A hot topic on our blog recently has been our nation’s opioid epidemic, as it’s an issue that’s particularly close to our hearts at Milestone and relevant to millions of Americans. Our settlement planners have assisted many injured clients who take prescription opioid medication for their pain long after their lawsuits have been resolved. They are tragically put at risk of a dangerous addiction that for many people is impossible to stop without professional assistance.

These dangers associated with opioid use have been in nationwide news as of late. Many state and national campaigns are working to reduce the tragic statistics associated with these drugs. They have a long row to hoe; there were more than 20,000 overdose deaths related to prescription pain relievers in 2015 alone.
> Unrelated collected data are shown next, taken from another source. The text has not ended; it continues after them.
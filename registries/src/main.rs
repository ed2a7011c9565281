//! Inspect the container registries configuration for this process.

use clap::{Parser, Subcommand};
use tracing_subscriber::EnvFilter;

#[derive(Debug, Parser)]
#[command(author, version, about, long_about = None)]
struct Cli {
    /// Increase log verbosity (-v for debug, -vv for trace)
    #[arg(short, long, action = clap::ArgAction::Count, global = true)]
    verbose: u8,

    /// Print results as a JSON array
    #[arg(long, global = true)]
    json: bool,

    #[command(subcommand)]
    command: Command,
}

#[derive(Debug, Subcommand)]
enum Command {
    /// Print the resolved registries.conf path (empty for the built-in default)
    ConfPath,

    /// List search registries
    Search,

    /// List insecure registries
    Insecure,

    /// Print the registry domain of an image reference
    Domain {
        /// Image reference, or a bare registry ending in `/`
        image: String,
    },
}

fn init_tracing(verbose: u8) {
    let level = match verbose {
        0 => "warn",
        1 => "debug",
        _ => "trace",
    };
    let filter = EnvFilter::try_from_default_env().unwrap_or_else(|_| EnvFilter::new(level));

    tracing_subscriber::fmt()
        .with_env_filter(filter)
        .with_writer(std::io::stderr)
        .init();
}

fn main() -> eyre::Result<()> {
    let cli = Cli::parse();
    init_tracing(cli.verbose);

    let lines = match cli.command {
        Command::ConfPath => vec![registries::system_registries_conf_path()],
        Command::Search => registries::get_registries()?,
        Command::Insecure => registries::get_insecure_registries()?,
        Command::Domain { image } => vec![registries::get_registry(&image)?],
    };

    if cli.json {
        println!("{}", serde_json::to_string(&lines)?);
    } else {
        for line in lines {
            println!("{line}");
        }
    }

    Ok(())
}
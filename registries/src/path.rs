//! Resolution of the registries configuration file path.

use camino::Utf8PathBuf;

use crate::env::{Environment, ProcessEnvironment};
use crate::rootless::{HostPrivileges, PrivilegeDetector};

/// Environment variable which overrides the configuration path.
pub const REGISTRIES_CONFIG_PATH_ENV: &str = "REGISTRIES_CONFIG_PATH";

/// Location of the per-user configuration file, relative to `$HOME`.
pub const USER_REGISTRIES_FILE: &str = ".config/containers/registries.conf";

/// Path of the per-user registries configuration file.
///
/// Computed from the current value of `HOME`, or `None` when `HOME` is unset
/// or empty.
pub fn user_registries_file<E: Environment>(env: &E) -> Option<Utf8PathBuf> {
    let home = env.var("HOME").filter(|home| !home.is_empty())?;
    Some(Utf8PathBuf::from(home).join(USER_REGISTRIES_FILE))
}

/// Picks the registries configuration file for the current context.
///
/// The result is recomputed on every call to [`ConfigPathResolver::resolve`].
#[derive(Debug, Clone, Default)]
pub struct ConfigPathResolver<E = ProcessEnvironment, P = HostPrivileges> {
    env: E,
    privileges: P,
}

impl ConfigPathResolver {
    /// Resolver for the running process.
    pub fn system() -> Self {
        Self::default()
    }
}

impl<E, P> ConfigPathResolver<E, P>
where
    E: Environment,
    P: PrivilegeDetector,
{
    /// Create a resolver from an environment and a privilege detector.
    pub fn new(env: E, privileges: P) -> Self {
        Self { env, privileges }
    }

    /// The environment this resolver reads from.
    pub fn environment(&self) -> &E {
        &self.env
    }

    /// Resolve the configuration path.
    ///
    /// Returns, in order of preference:
    /// 1. the value of `REGISTRIES_CONFIG_PATH`, when set and non-empty,
    /// 2. the per-user file, when rootless and the file exists,
    /// 3. an empty string, meaning the parser should use its built-in default.
    pub fn resolve(&self) -> String {
        if let Some(path) = self
            .env
            .var(REGISTRIES_CONFIG_PATH_ENV)
            .filter(|path| !path.is_empty())
        {
            tracing::debug!(%path, "using {REGISTRIES_CONFIG_PATH_ENV} override");
            return path;
        }

        if self.privileges.is_rootless() {
            if let Some(path) = user_registries_file(&self.env) {
                // Probe errors (e.g. permission denied) count as absent.
                if path.try_exists().unwrap_or(false) {
                    tracing::debug!(%path, "using per-user registries configuration");
                    return path.into_string();
                }
                tracing::trace!(%path, "per-user registries configuration not found");
            }
        }

        tracing::debug!("using default registries configuration");
        String::new()
    }
}
//! Registry queries over the resolved configuration

use crate::context::SystemContext;
use crate::env::{Environment, ProcessEnvironment};
use crate::error::{RegistriesError, RegistriesResult};
use crate::path::ConfigPathResolver;
use crate::reference::Reference;
use crate::rootless::{HostPrivileges, PrivilegeDetector};
use crate::sysregistries::{ConfigParser, SystemRegistries};

/// Registry lists read from the configuration which applies to the caller.
///
/// Every query resolves the configuration path again, so changes to the
/// environment or to the per-user file are picked up between calls.
#[derive(Debug, Clone, Default)]
pub struct Registries<E = ProcessEnvironment, P = HostPrivileges, C = SystemRegistries> {
    resolver: ConfigPathResolver<E, P>,
    parser: C,
}

impl Registries {
    /// Registries for the running process, read from disk.
    pub fn system() -> Self {
        Self::default()
    }
}

impl<E, P, C> Registries<E, P, C>
where
    E: Environment,
    P: PrivilegeDetector,
    C: ConfigParser,
{
    /// Create a query facade from a path resolver and a configuration parser.
    pub fn new(resolver: ConfigPathResolver<E, P>, parser: C) -> Self {
        Self { resolver, parser }
    }

    /// The path resolver used by this facade.
    pub fn resolver(&self) -> &ConfigPathResolver<E, P> {
        &self.resolver
    }

    /// The configuration parser used by this facade.
    pub fn parser(&self) -> &C {
        &self.parser
    }

    /// Resolved configuration path, or `""` for the parser's default.
    pub fn conf_path(&self) -> String {
        self.resolver.resolve()
    }

    fn context(&self) -> SystemContext {
        SystemContext::from_resolved(self.resolver.resolve())
    }

    /// Registries searched for unqualified image names, in configuration order.
    #[tracing::instrument(level = "debug", skip_all)]
    pub fn search_registries(&self) -> RegistriesResult<Vec<String>> {
        let registries = self
            .parser
            .search_registries(&self.context())
            .map_err(RegistriesError::config_parse)?;
        tracing::debug!("Found {} search registries", registries.len());
        Ok(registries)
    }

    /// Registries which may be accessed insecurely, in configuration order.
    #[tracing::instrument(level = "debug", skip_all)]
    pub fn insecure_registries(&self) -> RegistriesResult<Vec<String>> {
        let registries = self
            .parser
            .insecure_registries(&self.context())
            .map_err(RegistriesError::config_parse)?;
        tracing::debug!("Found {} insecure registries", registries.len());
        Ok(registries)
    }
}

/// Registry domain of an image reference.
///
/// A bare registry written with a trailing slash, like `myregistry/`, is
/// returned without that slash. Anything else is parsed as a reference and
/// its domain returned as-is, which is empty when the image names no domain.
pub fn get_registry(image: &str) -> RegistriesResult<String> {
    if let Some(registry) = image.strip_suffix('/') {
        return Ok(registry.to_owned());
    }

    let reference = Reference::parse(image)?;
    let named = reference
        .named()
        .ok_or_else(|| RegistriesError::UnnamedReference(image.to_owned()))?;
    Ok(named.domain().to_owned())
}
But there are other prescription medications that can lead to a dangerous addiction. Adderall and other “smart drugs,” for example, stimulate alertness and productivity by increasing dopamine levels in the brain. These drugs are particularly popular among high school and college students, according to AddictionCenter.com, a referral service that provides information about addiction treatment. High school and college students often don’t think twice about taking these, and as the number of kids diagnosed with ADHD continues to grow, the presence and ease of acquiring these performance enhancing drugs continues to increase. Their use becomes more acceptable. They’re thought of as harmless.  

Adderall addiction in college

But those who frequently take Adderall risk becoming dependent on the drug. Without it, they may experience withdrawal symptoms that could leave them mentally foggy, tired, or depressed until they take more. There are also long-term side effects of Adderall use, including hypertension (high blood pressure) and tachycardia (irregular heart rate), as explained by Brain and Body. More serious side effects of abusing Adderall long-term include heart disease and even sudden cardiac death. It is also possible that dependency on Adderall could lead to use of other dangerous substances. As discussed in this Elite Daily article, it can be considered the “ultimate gateway drug”.

Teenagers and college students already tend to think of themselves as invincible. While the country is engaged in a conversation about the opioid epidemic, we would be remiss if we did not draw attention to the prevalence of performance-enhancing drugs in the ever-strenuous and increasingly competitive academic space — and their potential to lead to bigger and worse things.